Yep, Time To Prepare For The Shutdown
Sometime later today, probably not until well after the dinner hour when most Americans are at the movies, watching college football or MLB games that will decide the final makeup of the post-season, or just relaxing like normal people, the House will take up, and likely pass on a party line votes, legislation designed to respond to the Senate’s action yesterday. Already, Senate Majority Leader Harry Reid has made clear that the new CR will be dead on arrival in the Senate:
(Reuters) – Senate Majority Leader Harry Reid said on Saturday his Democratic-led chamber was certain to kill legislation moving through the House of Representatives to delay “Obamacare” for one year and repeal a medical device tax that would be attached to a government-funding bill.
“After weeks of futile political games from Republicans, we are still at square one: Republicans must decide whether to pass the Senate’s clean CR (continuing resolution to fund the government beyond September 30), or force a Republican government shutdown,” Reid, a Nevada Democrat, said in a statement.

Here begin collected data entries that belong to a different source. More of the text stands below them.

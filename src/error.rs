//! Error types for cache operations
//!
//! This module defines custom error types for the aicache library. Most of
//! these never reach a cache caller: connectivity and serialization problems
//! degrade to misses, and only validation and construction errors propagate.

use thiserror::Error;

/// Main error type for cache operations
#[derive(Error, Debug)]
pub enum CacheError {
    /// Malformed call arguments or configuration, raised before any I/O
    #[error("Validation error for `{field}`: {reason}")]
    Validation { field: String, reason: String },

    /// Connection error - remote store unreachable or handshake failed
    #[error("Connection error: {0}")]
    Connection(String),

    /// Operation timeout against the remote store
    #[error("Operation timed out after {timeout_ms}ms: {context}")]
    Timeout { timeout_ms: u64, context: String },

    /// Serialization/Deserialization error (corrupted or unrecognized payload)
    #[error("Serialization error: {0}")]
    Serialization(String),

    /// Factory-level construction failure (strict mode only)
    #[error("Infrastructure error: {0}")]
    Infrastructure(String),

    /// Redis driver error (wrapper)
    #[error("Redis driver error: {0}")]
    Driver(#[from] redis::RedisError),

    /// Generic error with context
    #[error("Error: {0}")]
    Other(String),
}

impl CacheError {
    /// Shorthand for a validation error pinpointing the offending field.
    pub fn validation(field: impl Into<String>, reason: impl Into<String>) -> Self {
        CacheError::Validation {
            field: field.into(),
            reason: reason.into(),
        }
    }
}

/// Result type alias for cache operations
pub type Result<T> = std::result::Result<T, CacheError>;

impl From<String> for CacheError {
    fn from(s: String) -> Self {
        CacheError::Other(s)
    }
}

impl From<&str> for CacheError {
    fn from(s: &str) -> Self {
        CacheError::Other(s.to_string())
    }
}
impl NetworkedCache {
    /// Assemble the cache from a validated configuration. No I/O happens
    /// here; call [`connect`](Self::connect) to reach the remote store.
    pub fn new(config: CacheConfig) -> Result<Self> {
        config.validate()?;

        let l1 = MemoryCache::new(config.l1_max_entries, config.default_ttl);
        let remote = RemoteStore::new(&config)?;
        let codec = Codec::new(
            config.json_fast_path_limit,
            config.compression_threshold,
            config.compression_level,
        );
        let monitor = Arc::new(PerformanceMonitor::new(config.monitor.clone()));

        Ok(Self {
            config,
            l1,
            remote,
            codec,
            events: EventBus::new(),
            monitor,
        })
    }

    /// Attempt to establish the remote connection. Returns whether the
    /// cache is connected afterwards; never errors.
    pub async fn connect(&self) -> bool {
        let was_connected = self.remote.is_connected();
        let connected = self.remote.connect().await;

        if connected && !was_connected {
            self.events
                .emit(crate::events::CacheEvent::new(CacheEventKind::Connected, None));
        }
        connected
    }

    pub fn is_connected(&self) -> bool {
        self.remote.is_connected()
    }

    /// Health probe: validate the live remote connection with a ping.
    pub async fn ping(&self) -> bool {
        let was_connected = self.remote.is_connected();
        let healthy = self.remote.ping().await;
        if !healthy {
            self.observe_disconnect(was_connected);
        }
        healthy
    }

    /// Event subscription surface.
    pub fn events(&self) -> &EventBus {
        &self.events
    }

    /// Shared performance monitor.
    pub fn monitor(&self) -> &Arc<PerformanceMonitor> {
        &self.monitor
    }

    pub fn config(&self) -> &CacheConfig {
        &self.config
    }

    /// Reconnect lazily outside the cooldown window; the cooldown check
    /// inside [`RemoteStore::connect`] keeps this cheap when throttled.
    async fn ensure_connection(&self) -> bool {
        if self.remote.is_connected() {
            return true;
        }
        self.connect().await
    }

    /// Note a lost connection observed mid-operation.
    fn observe_disconnect(&self, was_connected: bool) {
        if was_connected && !self.remote.is_connected() {
            self.events
                .emit(crate::events::CacheEvent::new(CacheEventKind::Disconnected, None));
        }
    }

    /// Store with per-write options; the plain `set` uses the defaults.
    pub async fn set_with(
        &self,
        key: &str,
        value: CacheValue,
        ttl: Option<Duration>,
        options: SetOptions,
    ) {
        let started = Instant::now();
        let effective_ttl = ttl.unwrap_or(self.config.default_ttl);

        let mut payload_len = 0usize;
        if self.ensure_connection().await {
            match self.codec.encode(&value, options.force_compression) {
                Ok((payload, stats)) => {
                    payload_len = payload.len();
                    if stats.format == PayloadFormat::Compressed {
                        self.monitor.record_compression(&stats);
                    }

                    // Jitter only widens remote expiry; L1 stays exact.
                    let remote_ttl = self.config.ttl_with_jitter(effective_ttl);
                    let was_connected = true;
                    if let Err(e) = self.remote.set(key, &payload, remote_ttl).await {
                        warn!(key, error = %e, "remote set failed, keeping L1 copy");
                        self.observe_disconnect(was_connected);
                    }
                }
                Err(e) => {
                    warn!(key, error = %e, "payload encoding failed, storing in L1 only");
                }
            }
        }

        if options.promote_l1 || !self.remote.is_connected() {
            self.l1.set(key, value, Some(effective_ttl)).await;
        } else {
            // Large-tier writes skip L1; drop any stale copy so the next
            // read sees the remote value.
            self.l1.delete(key).await;
        }

        self.monitor.record_set(started.elapsed(), payload_len);
        self.events.emit_key(CacheEventKind::SetSuccess, key);

        let stats = self.l1.stats().await;
        self.monitor.observe_memory(stats.utilization_pct);
    }

    /// Remove all keys matching a glob-style pattern from both tiers.
    ///
    /// `audit` names the triggering context and is written to the log with
    /// the removal count. Returns how many keys were removed.
    pub async fn invalidate_pattern(&self, pattern: &str, audit: &str) -> Result<usize> {
        let matcher = glob::Pattern::new(pattern).map_err(|e| {
            crate::error::CacheError::validation("pattern", format!("invalid glob: {}", e))
        })?;

        let mut removed = 0usize;

        for key in self.l1.keys().await {
            if matcher.matches(&key) && self.l1.delete(&key).await {
                removed += 1;
            }
        }

        if self.ensure_connection().await {
            let was_connected = true;
            match self.remote.scan_match(pattern).await {
                Ok(keys) => {
                    for key in keys {
                        match self.remote.del(&key).await {
                            Ok(true) => removed += 1,
                            Ok(false) => {}
                            Err(e) => {
                                warn!(key, error = %e, "remote delete failed during invalidation");
                                self.observe_disconnect(was_connected);
                                break;
                            }
                        }
                    }
                }
                Err(e) => {
                    warn!(pattern, error = %e, "remote scan failed during invalidation");
                    self.observe_disconnect(was_connected);
                }
            }
        }

        self.monitor.record_invalidation(removed);
        info!(pattern, audit, removed, "pattern invalidation completed");
        Ok(removed)
    }

    /// Point-in-time operational snapshot.
    pub async fn status(&self) -> CacheStatus {
        let connection_state = self.remote.state();
        CacheStatus {
            connection_state,
            degraded: connection_state != ConnectionState::Connected,
            l1: self.l1.stats().await,
            performance: self.monitor.report(),
            security: self.remote.security_report(self.config.security.as_ref()),
        }
    }

    /// Direct access to the L1 tier for diagnostics.
    pub fn l1(&self) -> &MemoryCache {
        &self.l1
    }
}
// SPDX-License-Identifier: Apache-2.0
// Copyright 2025 Ankit Kumar Pandey

//! Crossbench CLI
//!
//! Command-line interface for running cross-backend runtime-cost measurements.

use std::path::{Path, PathBuf};

use anyhow::Context;
use clap::{Parser, Subcommand};
use crossbench_core::{Config, ConfigLoader};

mod commands;
mod format;
mod host;

/// Crossbench - measure memory, threading and scheduling costs across backends
#[derive(Parser)]
#[command(name = "crossbench")]
#[command(author, version, about, long_about = None)]
pub struct Cli {
    /// Configuration file path (built-in defaults when omitted)
    #[arg(short, long)]
    pub config: Option<PathBuf>,

    /// Enable verbose logging
    #[arg(short, long)]
    pub verbose: bool,

    #[command(subcommand)]
    pub command: Commands,
}

#[derive(Subcommand)]
pub enum Commands {
    /// Run a benchmark request against one backend
    Run {
        /// Backend identifier: Rust, C or C++
        #[arg(short, long)]
        backend: String,

        /// Kind selector: 0 for every kind, 1..=7 for one kind (see `list`)
        #[arg(short, long, default_value_t = 0)]
        kind: u32,

        /// Trials per parameter point (overrides configuration)
        #[arg(short, long)]
        trials: Option<u32>,

        /// Outlier threshold in standard deviations (overrides configuration)
        #[arg(long)]
        threshold: Option<f64>,

        /// Output directory root (overrides configuration)
        #[arg(short, long)]
        output: Option<PathBuf>,
    },

    /// List benchmark kinds, sweeps and backends
    List,

    /// Validate a configuration file
    Validate {
        /// Path to the configuration file
        file: PathBuf,
    },

    /// Show host information recorded with every run
    Host {
        /// Print as JSON
        #[arg(long)]
        json: bool,
    },
}

fn load_config(path: Option<&Path>) -> anyhow::Result<Config> {
    match path {
        Some(path) => ConfigLoader::load_file(path)
            .with_context(|| format!("loading configuration from {}", path.display())),
        None => Ok(Config::default()),
    }
}

fn main() -> anyhow::Result<()> {
    let cli = Cli::parse();

    // Initialize logging
    let log_level = if cli.verbose { "debug" } else { "info" };
    tracing_subscriber::fmt().with_env_filter(log_level).init();

    // Dispatch to command handlers
    match cli.command {
        Commands::Run {
            backend,
            kind,
            trials,
            threshold,
            output,
        } => {
            let config = load_config(cli.config.as_deref())?;
            commands::run::execute(
                &config,
                commands::run::RunArgs {
                    backend,
                    kind,
                    trials,
                    threshold,
                    output,
                },
            )
        }
        Commands::List => commands::list::execute(),
        Commands::Validate { file } => commands::validate::execute(&file),
        Commands::Host { json } => commands::host::execute(json),
    }
}
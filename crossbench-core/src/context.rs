// SPDX-License-Identifier: Apache-2.0
// Copyright 2025 Ankit Kumar Pandey

//! Per-invocation run state.
//!
//! A `RunContext` owns everything a run mutates: the accumulated records and
//! the optional file sink. Nothing is process-wide, so two contexts never
//! see each other's records.

use std::path::PathBuf;

use chrono::{DateTime, Utc};

use crate::accumulator::ResultAccumulator;
use crate::catalog::BenchmarkKind;
use crate::error::SinkError;
use crate::record::BenchmarkRecord;
use crate::sink::JsonSink;
use crate::types::Backend;

/// State threaded through one or more dispatcher runs.
#[derive(Debug)]
pub struct RunContext {
    accumulator: ResultAccumulator,
    sink: Option<JsonSink>,
    started_at: DateTime<Utc>,
}

impl RunContext {
    /// Context that persists every category change through `sink`.
    pub fn new(sink: JsonSink) -> Self {
        Self {
            accumulator: ResultAccumulator::new(),
            sink: Some(sink),
            started_at: Utc::now(),
        }
    }

    /// Context that keeps records in memory only.
    pub fn in_memory() -> Self {
        Self {
            accumulator: ResultAccumulator::new(),
            sink: None,
            started_at: Utc::now(),
        }
    }

    pub fn accumulator(&self) -> &ResultAccumulator {
        &self.accumulator
    }

    pub fn sink(&self) -> Option<&JsonSink> {
        self.sink.as_ref()
    }

    pub fn started_at(&self) -> DateTime<Utc> {
        self.started_at
    }

    /// Append `record` and rewrite its backend's category file.
    ///
    /// The record stays in the accumulator even when the write fails.
    pub fn record(&mut self, record: BenchmarkRecord) -> Result<Option<PathBuf>, SinkError> {
        let backend = record.backend;
        let kind = record.kind;
        let category = self.accumulator.append(record);

        let Some(sink) = &self.sink else {
            return Ok(None);
        };
        let for_backend: Vec<&BenchmarkRecord> = category
            .iter()
            .filter(|r| r.backend == backend)
            .collect();
        sink.write_category(backend, kind, &for_backend).map(Some)
    }

    /// Rewrite the combined file of `backend` from every accumulated category.
    pub fn write_combined(&self, backend: Backend) -> Result<Option<PathBuf>, SinkError> {
        let Some(sink) = &self.sink else {
            return Ok(None);
        };
        let records = self.accumulator.combine_for(backend);
        sink.write_combined(backend, &records).map(Some)
    }

    /// Records of one category for one backend.
    pub fn records_for(&self, kind: BenchmarkKind, backend: Backend) -> Vec<&BenchmarkRecord> {
        self.accumulator.records_for(kind, backend)
    }
}
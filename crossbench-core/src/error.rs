// SPDX-License-Identifier: Apache-2.0
// Copyright 2025 Ankit Kumar Pandey

//! Custom error types for crossbench.
//!
//! Every failure is an explicit enum variant, scoped to the smallest unit it
//! affects: a request, a provider, a single trial, or a single file write.

use std::path::PathBuf;

use thiserror::Error;

/// Top-level error type. Anything surfacing here fails the whole request
/// before a single sample is taken.
#[derive(Debug, Error)]
pub enum CrossbenchError {
    // =========================================================================
    // Configuration Errors - Fail-Fast, Nothing Measured
    // =========================================================================
    #[error("Hard validation error: {0}")]
    HardValidation(#[from] HardValidationError),

    #[error("Configuration file not found: {path}")]
    ConfigNotFound { path: PathBuf },

    #[error("Configuration parse error: {message}")]
    ConfigParse { message: String },

    // =========================================================================
    // Provider Initialization
    // =========================================================================
    #[error("Provider initialization failed: {0}")]
    Init(#[from] InitError),

    // =========================================================================
    // System Errors
    // =========================================================================
    #[error("IO error: {context} - {source}")]
    Io {
        context: &'static str,
        #[source]
        source: std::io::Error,
    },
}

/// Invalid request or configuration input.
#[derive(Debug, Error)]
pub enum HardValidationError {
    #[error("Unknown backend: '{name}' (expected one of: Rust, C, C++)")]
    UnknownBackend { name: String },

    #[error("Unknown benchmark kind selector: {index} (expected 0..=7)")]
    UnknownBenchmarkKind { index: u32 },

    #[error("Invalid field value: {field} = {value} - {reason}")]
    InvalidFieldValue {
        field: &'static str,
        value: String,
        reason: String,
    },

    #[error("Request targets backend {requested} but the provider serves {provider}")]
    BackendMismatch {
        requested: &'static str,
        provider: &'static str,
    },
}

/// Failure to bring a provider up. Recoverable: the caller decides whether
/// to try another backend.
#[derive(Debug, Error)]
pub enum InitError {
    #[error("Failed to load native library {path}: {reason}")]
    LibraryLoad { path: PathBuf, reason: String },

    #[error("Native library {path} does not export symbol '{symbol}'")]
    MissingSymbol { path: PathBuf, symbol: &'static str },

    #[error("Invalid native library path {path}: {reason}")]
    InvalidPath { path: PathBuf, reason: String },
}

/// Failure of a single trial. The dispatcher drops the sample and carries on.
#[derive(Debug, Error)]
pub enum TrialError {
    #[error("Wait interrupted: {reason}")]
    Interrupted { reason: &'static str },

    #[error("Failed to spawn {worker} thread: {source}")]
    Spawn {
        worker: &'static str,
        #[source]
        source: std::io::Error,
    },

    #[error("Worker thread '{worker}' panicked")]
    WorkerPanicked { worker: &'static str },

    #[error("Failed to set CPU affinity to CPU {cpu}: {source}")]
    Affinity {
        cpu: usize,
        #[source]
        source: nix::Error,
    },

    #[error("No CPU available for migration: {reason}")]
    NoCpuAvailable { reason: String },

    #[error("Native routine '{symbol}' reported failure (returned {value})")]
    Native { symbol: &'static str, value: f64 },

    #[error("Parameter {value} is out of range for the native call boundary")]
    ParameterOutOfRange { value: u64 },

    #[error("Parameter must be non-zero")]
    ZeroParameter,
}

/// Failure to persist records. Logged, never rolled back into the accumulator.
#[derive(Debug, Error)]
pub enum SinkError {
    #[error("Result file IO failed: {0}")]
    Io(#[from] std::io::Error),

    #[error("Failed to serialize records: {0}")]
    Serialization(#[from] serde_json::Error),

    #[error("Failed to replace {path}: {source}")]
    Persist {
        path: PathBuf,
        #[source]
        source: std::io::Error,
    },
}

/// Result type alias using CrossbenchError.
pub type CrossbenchResult<T> = Result<T, CrossbenchError>;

This indicates that Reid will either bring the new House CR up on a Motion To Table, which only requires a majority to pass and cannot be filibustered, or simply not bring the bill up at all. In either case, the matter would the be very quickly back in the House’s hands. At that point, as I explained earlier today, the House will have the option of either passing the Senate’s “clean” CR that was sent to them on Friday, passing a “clean” but short term (one or two weeks) CR in an effort to increase the time for negotiation while simultaneously avoiding a shutdown, or letting the government shutdown and seeing where the chips fall. The first option would require Speaker Boehner to bring to the floor a piece of legislation that will pass over significant Republican opposition, and only because most of the Democratic caucus ends up voting for it in violation of the so-called “Hastert Rule.” While Boehner has done this before, most recently was disaster relief for Hurricane Sandy victims, it would be a significant threat to his status with GOP Conference members and could conceivably lead to a challenge to his leadership. The second option would only be possible if it could also be passed by the Senate via unanimous consent, which is by no means assured thanks to people like Messers. Cruz and Lee. And, of course, the final option is the one that poses the most political risk for Republicans and Democrats alike because polls have been inconsistent on this issue. Some polls have said that the public would blame both sides relatively equally for a shutdown, others have said that the GOP would get more of the blame. In the end, how that plays out would depend on what happens after the shutdown and how both sides react. If it appears that one party is less willing to take the steps necessary to resolve the crisis, then they will likely take the most blame. Based on recent history, I’ve got to say that I think it’s more likely that it will be Republicans who are perceived this way regardless of whether it is a “fair” assessment or not. This is why I’m skeptical about the idea that a shutdown, if it happens, will be a short term one or two day affair. Of course, just a week ago I was agreeing with the idea that there probably wouldn’t be a shutdown so I’m not going to claim to have any special prognostication abilities here.
What happens after the shutdown is the open question.
For reasons that I can’t honestly say that I understand completely, President Obama has chosen to stay mostly distant from the goings on up on Capitol Hill other than to make speeches wherein he says he isn’t going to negotiate over threats to the economy. While I tend to agree that Republican efforts to tie the Affordable Care Act to either the passage of a Continuing Resolution or the debt ceiling are foolish political ploys that ignore the reality of the 2012 election results, it’s equally absurd for the President to essentially withdraw himself from an important legislative battle. It’s not just the President, though; based on reports, there is no indication of any contact between the White House and anyone in Congress throughout the past week. At some point, the opposing sides are going to have to sit down and try to hammer out a deal of some kind. It would be even more essential for that to happen once a government shutdown occurs and we are approaching the October 16th deadline for the debt ceiling. Far too many times, President Obama has left himself detached from what happens on Capitol Hill, and more importantly failed to develop anything resembling a working relationship with the leadership there, even the leadership in his own party. This is something that has been documented in countless accounts of the first five years of his Administration. Now as we stand on the precipice of another crisis, he seems content to remain withdrawn yet again and the result may well be that it becomes harder to resolve this crisis then it really ought to be. Yes, the Republicans deserve a large part of the blame here but if Ronald Reagan and Tip O”Neill, and Bill Clinton and Newt Gingrich, could end up talking and working together, then there’s no reason the President can’t at least make the effort to do so with Speaker Boehner and Minority Leader McConnell. At some point, that’s going to be the only way that this current crisis gets resolved.
Of course, that will require Republicans to accept once and for all that their efforts to repeal, defund, or delay Obamacare cannot succeed. If they want to do that, they are going to have to win elections in 2014 and 2016. Until then, they’re just engaging in silly quixotic exercises.